[Collected data]
===============

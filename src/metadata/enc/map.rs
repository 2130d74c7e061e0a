use crate::{
    metadata::{
        tables::{col, TableId, TableStore, TABLE_COUNT},
        token::{Token, RECID_FLAG},
    },
    Result,
};

/// Tables that a minimal delta always carries in full
pub(crate) const FULL_IN_DELTA: [TableId; 3] = [TableId::Module, TableId::EncLog, TableId::EncMap];

/// Per table, the logical RIDs a minimal delta stores, in storage order.
///
/// A minimal delta keeps only the rows its log touches and numbers them from 1 in every
/// table. Row `n` of a table in the delta is the `n`-th RID listed for that table here.
#[derive(Clone, Debug)]
pub struct EncMapDirectory {
    minimal: bool,
    rows: Vec<Vec<u32>>,
}

impl EncMapDirectory {
    /// Read the `EncMap` table of `store`
    ///
    /// # Errors
    /// Returns [`crate::Error::Malformed`] if a map token addresses an unknown table.
    pub fn from_store(store: &TableStore) -> Result<Self> {
        let mut rows = vec![Vec::new(); TABLE_COUNT];
        for rid in 1..=store.row_count(TableId::EncMap) {
            let token = Token(store.get_column(TableId::EncMap, col::encmap::TOKEN, rid)? & !RECID_FLAG);
            let Ok(table) = token.table_id() else {
                return Err(malformed_error!("ENCMap row {} holds invalid token {}", rid, token));
            };
            rows[table.index()].push(token.row());
        }

        Ok(EncMapDirectory {
            minimal: store.is_minimal_delta(),
            rows,
        })
    }

    /// Logical RIDs listed for `table`
    #[must_use]
    pub fn rows(&self, table: TableId) -> &[u32] {
        &self.rows[table.index()]
    }

    /// Storage RID inside the delta of the row with logical RID `rid`
    ///
    /// # Errors
    /// Returns [`crate::Error::Malformed`] if a minimal delta lists rows of `table` but not
    /// `rid`.
    pub fn delta_record(&self, table: TableId, rid: u32) -> Result<u32> {
        let rows = &self.rows[table.index()];
        if !self.minimal || rows.is_empty() {
            return Ok(rid);
        }

        match rows.binary_search(&rid) {
            #[allow(clippy::cast_possible_truncation)]
            Ok(position) => Ok(position as u32 + 1),
            Err(_) => Err(malformed_error!(
                "Row {} of {:?} is missing from the delta",
                rid,
                table
            )),
        }
    }
}

impl TableStore {
    /// Rebuild `EncMap` from the ENC log: every logged row once, ordered by table and RID
    ///
    /// # Errors
    /// Returns [`crate::Error::ReadOnly`] or the errors of writing the map.
    pub fn build_enc_map(&mut self) -> Result<()> {
        ensure_writable!(self);

        let mut tokens = Vec::new();
        for rid in 1..=self.row_count(TableId::EncLog) {
            let token = Token(self.get_column(TableId::EncLog, col::enclog::TOKEN, rid)? & !RECID_FLAG);
            match token.table_id() {
                Ok(table) if !FULL_IN_DELTA.contains(&table) && token.row() != 0 => {
                    tokens.push(token);
                }
                _ => {}
            }
        }
        tokens.sort_unstable();
        tokens.dedup();

        self.tables[TableId::EncMap.index()].clear();
        for token in tokens {
            let rid = self.append_record(TableId::EncMap)?;
            self.write_column(TableId::EncMap, col::encmap::TOKEN, rid, token.value())?;
        }
        Ok(())
    }

    /// Tokens listed in `EncMap`
    ///
    /// # Errors
    /// Returns the errors of reading the map rows.
    pub fn enc_map(&self) -> Result<Vec<Token>> {
        (1..=self.row_count(TableId::EncMap))
            .map(|rid| {
                self.get_column(TableId::EncMap, col::encmap::TOKEN, rid)
                    .map(|value| Token(value & !RECID_FLAG))
            })
            .collect()
    }
}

===============

**EXERCISE INSTRUCTIONS:**
When the word "value" shows up in a line of the entries, pull that line out.

**TASK SOLUTION:**
            self.write_column(TableId::EncMap, col::encmap::TOKEN, rid, token.value())?;
                    .map(|value| Token(value & !RECID_FLAG))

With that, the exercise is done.